An ion metathesis strategy for overcoming therapeutic limitations of rose bengal

Abstract

The therapeutic use of rose bengal (RB) has been limited by its anionic nature, high water solubility, and short half-life. Herein, RB was converted into a group of uniform materials based on organic salts (GUMBOS) via ion metathesis reactions to replace its sodium counterions with distinct cationic antiseptics (i.e., benzyldimethylhexadecylammonium, BZK; cetylpyridinium, C16Py; and chlorhexidine, CHX). The potential use of RB-based GUMBOS as antibacterial agents was investigated against a panel of Gram-positive and Gram-negative bacteria, namely Staphylococcus aureus (S. aureus), methicillin-resistant S. aureus (MRSA), Enterococcus faecalis (E. faecalis), Pseudomonas aeruginosa (P. aeruginosa), and Escherichia coli (E. coli).
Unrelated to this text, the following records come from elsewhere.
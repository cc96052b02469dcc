//! Shared fixtures for integration tests.
//!
//! Every harness runs against an in-memory SQLite database, the in-memory
//! directory and a sink file in a temporary directory.

#![allow(dead_code)]

use std::path::PathBuf;
use std::sync::Arc;

use axum_test::TestServer;
use registrar::config::WebConfig;
use registrar::db::{AuditAction, AuditLogEntry};
use registrar::directory::NewDirectoryUser;
use registrar::notify::FileSink;
use registrar::registration::{ClientInfo, Submission};
use registrar::web::handlers::AppState;
use registrar::web::middleware::{ForwardAuthState, RateLimitState};
use registrar::web::router::create_router;
use registrar::{
    Database, DirectoryClient, MemoryDirectory, Notifier, RegistrationRequest, Workflow,
};
use tempfile::TempDir;

/// Identity used for admin actions.
pub const ADMIN: &str = "admin";

/// Address that receives admin alerts.
pub const ADMIN_EMAIL: &str = "admin@example.com";

/// Workflow wired to in-memory collaborators.
pub struct Harness {
    pub db: Database,
    pub directory: Arc<MemoryDirectory>,
    pub workflow: Arc<Workflow>,
    pub sink_path: PathBuf,
    _dir: TempDir,
}

impl Harness {
    /// Create a harness with admin alerts enabled.
    pub async fn new() -> Self {
        Self::with_directory(|directory, _| directory).await
    }

    /// Like [`Harness::new`], but the workflow talks to whatever `wrap` builds
    /// around the in-memory directory.
    pub async fn with_directory<F>(wrap: F) -> Self
    where
        F: FnOnce(Arc<MemoryDirectory>, Database) -> Arc<dyn DirectoryClient>,
    {
        let dir = tempfile::tempdir().expect("Failed to create temp dir");
        let sink_path = dir.path().join("mail").join("sent.log");

        let db = Database::open_in_memory()
            .await
            .expect("Failed to create test database");
        let directory = Arc::new(MemoryDirectory::new());
        let notifier = Arc::new(
            Notifier::sink_only(FileSink::new(&sink_path)).with_admin_email(ADMIN_EMAIL),
        );
        let workflow = Arc::new(Workflow::new(
            db.clone(),
            wrap(directory.clone(), db.clone()),
            notifier,
            20,
        ));

        Self {
            db,
            directory,
            workflow,
            sink_path,
            _dir: dir,
        }
    }

    /// Submit a well-formed request for `username`.
    pub async fn submit(&self, username: &str) -> RegistrationRequest {
        self.workflow
            .submit(&submission(username), ClientInfo::default())
            .await
            .expect("Submission should succeed")
    }

    /// Everything written to the sink file so far.
    pub async fn sink_contents(&self) -> String {
        tokio::fs::read_to_string(&self.sink_path)
            .await
            .unwrap_or_default()
    }

    /// Audit actions of one request, oldest first.
    pub async fn actions(&self, id: i64) -> Vec<AuditAction> {
        self.history(id).await.into_iter().map(|e| e.action).collect()
    }

    /// Audit entries of one request, oldest first.
    pub async fn history(&self, id: i64) -> Vec<AuditLogEntry> {
        self.workflow
            .request_history(id)
            .await
            .expect("History should load")
    }

    /// Put an entry in the directory behind the workflow's back.
    pub async fn seed_directory(&self, username: &str, email: &str) {
        self.directory
            .insert_existing(
                NewDirectoryUser::new(username, email, "Existing", "User"),
                "existing-password",
            )
            .await;
    }
}

/// A valid submission for `username` with a matching email.
pub fn submission(username: &str) -> Submission {
    Submission {
        username: username.to_string(),
        email: format!("{username}@example.com"),
        first_name: "Test".to_string(),
        last_name: "User".to_string(),
        reason: "Needs access to the wiki".to_string(),
    }
}

/// Web settings for tests: generous rate limit, `admin` on the allow-list and
/// forwarding headers trusted, as behind the proxy.
pub fn web_config() -> WebConfig {
    WebConfig {
        host: "127.0.0.1".to_string(),
        port: 0,
        admin_users: vec![ADMIN.to_string()],
        register_rate_limit: 100,
        trust_proxy_headers: true,
        ..WebConfig::default()
    }
}

/// HTTP test server over a harness.
pub fn test_server(harness: &Harness, config: &WebConfig) -> TestServer {
    let app_state = Arc::new(AppState::new(harness.workflow.clone()));
    let auth_state =
        Arc::new(ForwardAuthState::from_config(config).expect("Invalid forward auth config"));
    let rate_limit = Arc::new(RateLimitState::from_config(config));

    let router = create_router(app_state, auth_state, rate_limit, &config.cors_origins);
    TestServer::new(router).expect("Failed to create test server")
}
The micro-broth dilution method was used to determine the minimum inhibitory concentration (MIC) of synthesized GUMBOS as well as their parent compounds and unreacted stoichiometric mixtures. Hemolytic effects were further studied using human red blood cells. When compared to parent compounds and unreacted mixtures, GUMBOS showed equal or improved activity towards the non-resistant strain of S. aureus (i.e., DSM 2569) and E. faecalis. Additionally, [CHX][RB] was found to be active against E. coli with a MIC of 6.4–0.8 nmol mL−1, being 79 and 48 times more potent than RB and the corresponding unreacted mixture. The [CHX][RB] GUMBOS also showed the lowest hemolytic activity among all tested compounds and mixtures (percentage of hemolysis <5%). Overall, these results demonstrated that this ion metathesis strategy can improve the antibacterial activity of RB against Gram-positive bacteria and extend its spectrum of action towards E. coli, which could further contribute to safety improvements in multiple industries.